Problem: From the entries that follow, pick out all lines holding "tests".

Entries shown:

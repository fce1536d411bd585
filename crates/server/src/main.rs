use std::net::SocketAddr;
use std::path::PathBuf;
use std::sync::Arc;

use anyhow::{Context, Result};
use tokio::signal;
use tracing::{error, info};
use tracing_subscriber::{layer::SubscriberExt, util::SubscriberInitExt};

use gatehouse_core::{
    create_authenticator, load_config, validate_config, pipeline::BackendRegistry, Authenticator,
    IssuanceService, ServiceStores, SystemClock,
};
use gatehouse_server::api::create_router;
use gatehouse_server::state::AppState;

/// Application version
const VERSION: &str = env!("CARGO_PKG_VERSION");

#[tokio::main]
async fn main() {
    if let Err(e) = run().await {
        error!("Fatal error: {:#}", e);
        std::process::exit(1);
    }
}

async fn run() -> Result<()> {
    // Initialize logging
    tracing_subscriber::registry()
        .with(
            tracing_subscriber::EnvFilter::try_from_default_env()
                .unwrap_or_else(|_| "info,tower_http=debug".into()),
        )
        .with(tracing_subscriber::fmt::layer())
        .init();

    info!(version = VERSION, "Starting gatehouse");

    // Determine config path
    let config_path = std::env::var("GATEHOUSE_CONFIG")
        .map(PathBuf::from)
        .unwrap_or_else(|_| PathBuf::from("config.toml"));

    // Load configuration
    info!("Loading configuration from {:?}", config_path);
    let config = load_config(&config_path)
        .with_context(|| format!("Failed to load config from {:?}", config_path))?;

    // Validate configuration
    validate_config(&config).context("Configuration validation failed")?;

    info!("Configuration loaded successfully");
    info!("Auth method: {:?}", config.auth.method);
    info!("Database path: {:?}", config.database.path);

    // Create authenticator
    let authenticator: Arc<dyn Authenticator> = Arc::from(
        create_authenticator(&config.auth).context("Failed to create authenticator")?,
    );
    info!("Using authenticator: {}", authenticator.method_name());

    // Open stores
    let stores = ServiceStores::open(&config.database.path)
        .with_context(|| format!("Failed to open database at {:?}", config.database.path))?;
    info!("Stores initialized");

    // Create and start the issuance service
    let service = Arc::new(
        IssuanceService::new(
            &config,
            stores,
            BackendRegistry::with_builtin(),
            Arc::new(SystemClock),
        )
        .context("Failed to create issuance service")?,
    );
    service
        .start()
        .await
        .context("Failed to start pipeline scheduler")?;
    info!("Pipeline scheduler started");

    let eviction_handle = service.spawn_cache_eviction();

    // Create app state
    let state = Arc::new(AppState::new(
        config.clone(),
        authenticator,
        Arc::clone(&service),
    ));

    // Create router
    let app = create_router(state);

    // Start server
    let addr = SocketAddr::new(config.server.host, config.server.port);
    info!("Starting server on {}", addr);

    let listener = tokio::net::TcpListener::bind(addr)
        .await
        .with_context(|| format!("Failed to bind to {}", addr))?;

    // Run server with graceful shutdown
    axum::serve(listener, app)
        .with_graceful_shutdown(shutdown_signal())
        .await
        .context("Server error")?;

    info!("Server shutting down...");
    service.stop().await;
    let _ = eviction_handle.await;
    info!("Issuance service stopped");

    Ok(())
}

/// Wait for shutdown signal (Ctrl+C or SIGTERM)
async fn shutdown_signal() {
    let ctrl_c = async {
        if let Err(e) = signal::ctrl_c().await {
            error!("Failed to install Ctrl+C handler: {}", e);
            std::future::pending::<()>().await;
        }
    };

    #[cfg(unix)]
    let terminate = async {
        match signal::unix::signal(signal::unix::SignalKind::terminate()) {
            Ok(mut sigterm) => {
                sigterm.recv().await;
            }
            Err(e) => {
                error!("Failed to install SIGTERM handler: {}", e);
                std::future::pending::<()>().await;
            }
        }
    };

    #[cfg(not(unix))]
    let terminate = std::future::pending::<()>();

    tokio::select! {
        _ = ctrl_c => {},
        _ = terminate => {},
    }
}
==
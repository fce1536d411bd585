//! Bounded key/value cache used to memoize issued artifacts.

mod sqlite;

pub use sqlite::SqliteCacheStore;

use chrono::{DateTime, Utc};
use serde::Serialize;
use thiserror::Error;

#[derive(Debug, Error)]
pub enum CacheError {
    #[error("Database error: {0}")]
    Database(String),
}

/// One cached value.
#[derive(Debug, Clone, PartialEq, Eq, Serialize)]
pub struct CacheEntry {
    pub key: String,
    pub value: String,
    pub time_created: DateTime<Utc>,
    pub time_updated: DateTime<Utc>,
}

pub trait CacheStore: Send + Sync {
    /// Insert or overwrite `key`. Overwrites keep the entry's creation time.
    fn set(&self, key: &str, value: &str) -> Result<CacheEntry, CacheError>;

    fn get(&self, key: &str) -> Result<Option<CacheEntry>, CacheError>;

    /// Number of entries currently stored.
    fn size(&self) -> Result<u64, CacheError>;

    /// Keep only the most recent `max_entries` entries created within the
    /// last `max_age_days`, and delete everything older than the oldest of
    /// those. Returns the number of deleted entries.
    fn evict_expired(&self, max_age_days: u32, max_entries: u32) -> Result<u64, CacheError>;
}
...
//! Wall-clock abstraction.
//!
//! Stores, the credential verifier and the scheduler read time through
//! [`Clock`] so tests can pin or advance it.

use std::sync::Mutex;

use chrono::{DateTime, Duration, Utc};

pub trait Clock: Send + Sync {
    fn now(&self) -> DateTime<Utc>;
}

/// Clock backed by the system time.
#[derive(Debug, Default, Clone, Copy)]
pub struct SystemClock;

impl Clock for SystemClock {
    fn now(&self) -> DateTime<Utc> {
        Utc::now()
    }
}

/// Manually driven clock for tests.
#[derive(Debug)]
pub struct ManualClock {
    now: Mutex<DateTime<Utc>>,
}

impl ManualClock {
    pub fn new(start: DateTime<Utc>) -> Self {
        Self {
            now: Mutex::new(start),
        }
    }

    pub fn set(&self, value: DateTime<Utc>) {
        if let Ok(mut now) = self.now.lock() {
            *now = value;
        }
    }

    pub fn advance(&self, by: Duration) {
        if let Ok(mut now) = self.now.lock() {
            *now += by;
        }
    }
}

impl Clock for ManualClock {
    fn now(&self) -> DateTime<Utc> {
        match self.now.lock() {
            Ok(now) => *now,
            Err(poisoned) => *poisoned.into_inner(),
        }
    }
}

Solution for this problem:
//! [`Clock`] so tests can pin or advance it.
/// Manually driven clock for tests.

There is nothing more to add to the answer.